Clinical Pharmacology

Nortriptyline inhibits the reuptake of norepinephrine (noradrenalin) and, to a lesser extent, serotonin. Operant conditioning techniques in rats and pigeons suggest that nortriptyline has a combination of stimulant and depressant properties.

Indications

FDA-approved for treatment of depressive disorders. In UK also may be used for treating nocturnal enuresis with courses of treatment lasting no more than 3 months. Also off-label used for the treatment of panic disorder, prevention of migraine headaches and chronic pain or neuralgia modification (particularly Temporomandibular joint disorder). It can also aid in quitting smoking with one study showing a 6-month abstinence rate of 14% for subjects receiving nortriptyline compared to 3% for subjects not undergoing pharmacological treatment.

Metabolism

Nortriptyline is metabolised in the liver by hepatic enzyme CYP2D6. Approximately 7 to 10 percent of caucasians are poor metabolisers and might experience more adverse effects, thus, a lower dosage is often necessary in these individuals. Blood levels of nortriptyline should be obtained during long term treatment to avoid toxicity and optimise response.

Dosage

For depression: low starting doses are used, increasing as necessary to 75 - 100mg (0 - 50mg for adolescents and the elderly). Maximum daily dosage is 150mg.

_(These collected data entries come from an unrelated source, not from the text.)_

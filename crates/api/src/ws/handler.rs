//! Live connection handler: one WebSocket following one job.
//!
//! On upgrade the connection attaches to the job (backlog snapshot plus
//! live subscription, taken atomically), sends the backlog, then streams
//! every new event as one JSON text frame. After the terminal event the
//! socket stays open until the client closes it. An observer that falls
//! behind is dropped by the bus and its socket closed with 1008 `lagged`.

use axum::extract::rejection::QueryRejection;
use axum::extract::ws::rejection::WebSocketUpgradeRejection;
use axum::extract::ws::{close_code, CloseFrame, Message, WebSocket, WebSocketUpgrade};
use axum::extract::{Path, Query, State};
use axum::response::{IntoResponse, Response};
use futures::stream::SplitSink;
use futures::{SinkExt, StreamExt};
use serde::Deserialize;
use slidecast_core::event::SequencedEvent;
use slidecast_core::job_events::{CLIENT_MSG_REPLAY_PAPER, CLOSE_REASON_LAGGED};
use slidecast_core::types::JobId;
use slidecast_events::Attachment;
use tokio::sync::mpsc;

use crate::error::{AppError, AppResult};
use crate::handlers::jobs::parse_job_id;
use crate::query::StreamParams;
use crate::state::AppState;

type WsSink = SplitSink<WebSocket, Message>;

/// Frame sent by the client; only the `type` field matters.
#[derive(Debug, Deserialize)]
struct ClientMessage {
    #[serde(rename = "type")]
    kind: String,
}

/// GET /api/v1/jobs/{id}/ws
///
/// Unknown or malformed ids are answered with 404 before upgrading.
pub async fn job_stream(
    ws: Result<WebSocketUpgrade, WebSocketUpgradeRejection>,
    State(state): State<AppState>,
    Path(id): Path<String>,
    params: Result<Query<StreamParams>, QueryRejection>,
) -> Response {
    let job_id = match existing_job(&state, &id) {
        Ok(job_id) => job_id,
        Err(e) => return e.into_response(),
    };
    let limit = match params {
        Ok(Query(params)) => state.config.replay_limit(params.limit),
        Err(rejection) => return AppError::from(rejection).into_response(),
    };
    let ws = match ws {
        Ok(ws) => ws,
        Err(rejection) => return rejection.into_response(),
    };

    ws.on_upgrade(move |socket| handle_socket(socket, state, job_id, limit))
}

fn existing_job(state: &AppState, raw: &str) -> AppResult<JobId> {
    let job_id = parse_job_id(raw)?;
    state.bus.registry().get(&job_id)?;
    Ok(job_id)
}

/// Manage a single WebSocket connection after upgrade.
///
/// Splits the socket into a sink (outbound) and stream (inbound), then:
///   1. Attaches to the job's events and registers with `WsManager`.
///   2. Spawns a sender task that writes the backlog, live events and
///      control frames to the sink.
///   3. Processes inbound messages on the current task.
///   4. Unsubscribes and deregisters on every exit path.
async fn handle_socket(socket: WebSocket, state: AppState, job_id: JobId, limit: usize) {
    let conn_id = uuid::Uuid::new_v4().to_string();

    let attachment = match state.bus.attach(&job_id, limit) {
        Ok(attachment) => attachment,
        Err(e) => {
            tracing::warn!(conn_id = %conn_id, job_id = %job_id, error = %e, "WebSocket attach failed");
            return;
        }
    };
    let handle = attachment.subscription.handle();
    tracing::info!(
        conn_id = %conn_id,
        job_id = %job_id,
        replayed = attachment.backlog.len(),
        "WebSocket connected",
    );

    let control = state.ws_manager.add(conn_id.clone(), job_id).await;
    let (sink, mut stream) = socket.split();
    let mut send_task = tokio::spawn(forward(sink, attachment, control, conn_id.clone()));

    loop {
        tokio::select! {
            _ = &mut send_task => break,
            incoming = stream.next() => match incoming {
                Some(Ok(Message::Close(_))) | None => break,
                Some(Ok(Message::Pong(_))) => {
                    tracing::trace!(conn_id = %conn_id, "Pong received");
                }
                Some(Ok(Message::Text(text))) => {
                    handle_client_message(&state, &conn_id, &job_id, text.as_str()).await;
                }
                Some(Ok(_)) => {}
                Some(Err(e)) => {
                    tracing::debug!(conn_id = %conn_id, error = %e, "WebSocket receive error");
                    break;
                }
            },
        }
    }

    state.ws_manager.remove(&conn_id).await;
    send_task.abort();
    state.bus.unsubscribe(&handle);
    tracing::info!(conn_id = %conn_id, job_id = %job_id, "WebSocket disconnected");
}

/// Sender task: backlog first, then live events and control frames.
async fn forward(
    mut sink: WsSink,
    attachment: Attachment,
    mut control: mpsc::UnboundedReceiver<Message>,
    conn_id: String,
) {
    let Attachment {
        backlog,
        mut subscription,
    } = attachment;

    for entry in &backlog {
        if send_event(&mut sink, entry).await.is_err() {
            return;
        }
    }

    let mut live = true;
    loop {
        tokio::select! {
            frame = control.recv() => {
                let Some(frame) = frame else { break };
                let closing = matches!(frame, Message::Close(_));
                if sink.send(frame).await.is_err() || closing {
                    break;
                }
            }
            event = subscription.recv(), if live => match event {
                Some(entry) => {
                    if send_event(&mut sink, &entry).await.is_err() {
                        tracing::debug!(conn_id = %conn_id, "WebSocket sink closed");
                        break;
                    }
                }
                // The terminal event went out; nothing more will arrive.
                None if subscription.finished() => live = false,
                None => {
                    tracing::warn!(conn_id = %conn_id, "Observer lagged behind, closing connection");
                    let frame = CloseFrame {
                        code: close_code::POLICY,
                        reason: CLOSE_REASON_LAGGED.into(),
                    };
                    let _ = sink.send(Message::Close(Some(frame))).await;
                    break;
                }
            },
        }
    }
}

async fn send_event(sink: &mut WsSink, entry: &SequencedEvent) -> Result<(), axum::Error> {
    match serde_json::to_string(entry) {
        Ok(json) => sink.send(Message::Text(json.into())).await,
        Err(e) => {
            tracing::error!(seq = entry.seq, error = %e, "Failed to serialize event");
            Ok(())
        }
    }
}

async fn handle_client_message(state: &AppState, conn_id: &str, job_id: &JobId, text: &str) {
    let message: ClientMessage = match serde_json::from_str(text) {
        Ok(message) => message,
        Err(e) => {
            tracing::debug!(conn_id = %conn_id, error = %e, "Ignoring malformed client message");
            return;
        }
    };
    if message.kind != CLIENT_MSG_REPLAY_PAPER {
        tracing::trace!(conn_id = %conn_id, kind = %message.kind, "Ignoring client message");
        return;
    }

    match state.bus.paper_event(job_id) {
        Ok(Some(entry)) => match serde_json::to_string(&entry) {
            Ok(json) => {
                state.ws_manager.send(conn_id, Message::Text(json.into())).await;
            }
            Err(e) => tracing::error!(error = %e, "Failed to serialize paper event"),
        },
        Ok(None) => tracing::debug!(conn_id = %conn_id, "No paper event to replay yet"),
        Err(e) => tracing::debug!(conn_id = %conn_id, error = %e, "Paper replay failed"),
    }
}
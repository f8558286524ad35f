use std::sync::Arc;

use slidecast_events::EventBus;

use crate::config::ServerConfig;
use crate::engine::JobDispatcher;
use crate::ws::WsManager;

/// Shared application state available to all Axum handlers via `State<AppState>`.
///
/// This is cheaply cloneable (inner data is behind `Arc` or is already `Clone`).
#[derive(Clone)]
pub struct AppState {
    pub config: Arc<ServerConfig>,
    /// Job registry plus live event fan-out.
    pub bus: EventBus,
    /// Starts and cancels pipeline runs.
    pub dispatcher: Arc<JobDispatcher>,
    /// Live WebSocket connections.
    pub ws_manager: Arc<WsManager>,
}
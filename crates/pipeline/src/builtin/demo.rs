//! Built-in sample paper.

use async_trait::async_trait;

use crate::collaborators::{Paper, PaperCriteria, PaperSource};
use crate::error::StageError;
use crate::fallback::Provider;

/// Identifier of the sample paper.
pub const DEMO_PAPER_ID: &str = "demo";

/// Serves the sample paper for demo runs, and as the last resort for
/// recent-paper runs when no other source produced one.
#[derive(Debug, Default)]
pub struct DemoPaperSource;

pub fn demo_paper() -> Paper {
    Paper {
        id: DEMO_PAPER_ID.to_string(),
        title: "Attention Is All You Need".to_string(),
        abstract_text: [
            "The dominant sequence transduction models are based on complex recurrent or convolutional neural networks.",
            "We propose the Transformer, a simple network architecture based solely on attention mechanisms.",
            "Experiments on two machine translation tasks show these models to be superior in quality while being more parallelizable.",
        ]
        .join("\n"),
        authors: vec![
            "Ashish Vaswani".to_string(),
            "Noam Shazeer".to_string(),
            "Niki Parmar".to_string(),
            "Jakob Uszkoreit".to_string(),
            "Llion Jones".to_string(),
            "Aidan N. Gomez".to_string(),
        ],
        url: Some("https://arxiv.org/abs/1706.03762".to_string()),
    }
}

impl Provider for DemoPaperSource {
    fn name(&self) -> &str {
        "demo"
    }
}

#[async_trait]
impl PaperSource for DemoPaperSource {
    async fn fetch(&self, criteria: &PaperCriteria) -> Result<Paper, StageError> {
        match criteria {
            PaperCriteria::Demo | PaperCriteria::Recent { .. } => Ok(demo_paper()),
            PaperCriteria::ById(id) if id == DEMO_PAPER_ID => Ok(demo_paper()),
            PaperCriteria::ById(id) => Err(StageError::Unsupported(format!(
                "demo source only serves '{DEMO_PAPER_ID}', not '{id}'"
            ))),
        }
    }
}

For the management of noctiral enuresis: lower dosages are used with the maximum period of treatment, including gradual withdrawal, being three months and a full examination including ECG required before further courses.

For its off-label use for migraine and headache prophylaxis and treating chronic pain: treatment is started at very low 10mg once at night to minimise side-effects. The dose is then increased every two weeks if required to a maximum of 50mg.

Side effects

Dry mouth, drowsiness, orthostatic hypotension, urinary retention, constipation, and rapid or irregular heartbeat. Some sexual side effects may be a problem as well. Less commonly, seizures and ECG/ECG changes have been reported, especially in overdose.

Alcohol may exacerbate some of its side effects and should be avoided.

However, the incidence of side effects with nortriptyline is somewhat lower than with the first generation tricyclics (eg. imipramine (Tofranil®), amitriptyline (Elavil®)).

Warnings

Closer monitoring is required for those with a history of cardiovascular disease, stroke, glaucoma and/or seizures as well as those who are hyperthyroid or receiving thyroid medication.

Contraindications

In the acute recovery phase after myocardial infarction (eg. heart attack). As for all tricyclic antidepressants concocurrent use, or failure to allow a two week gap, with MAO Inhibitors (eg. phenelzine, tranylcypromine, etc) may precipitate hyperpyretic crises, severe convulsions, and fatalities have occurred.

Overdose

The symptoms and the treatment of an overdose are largely the same as for the other tricyclic antidepressants.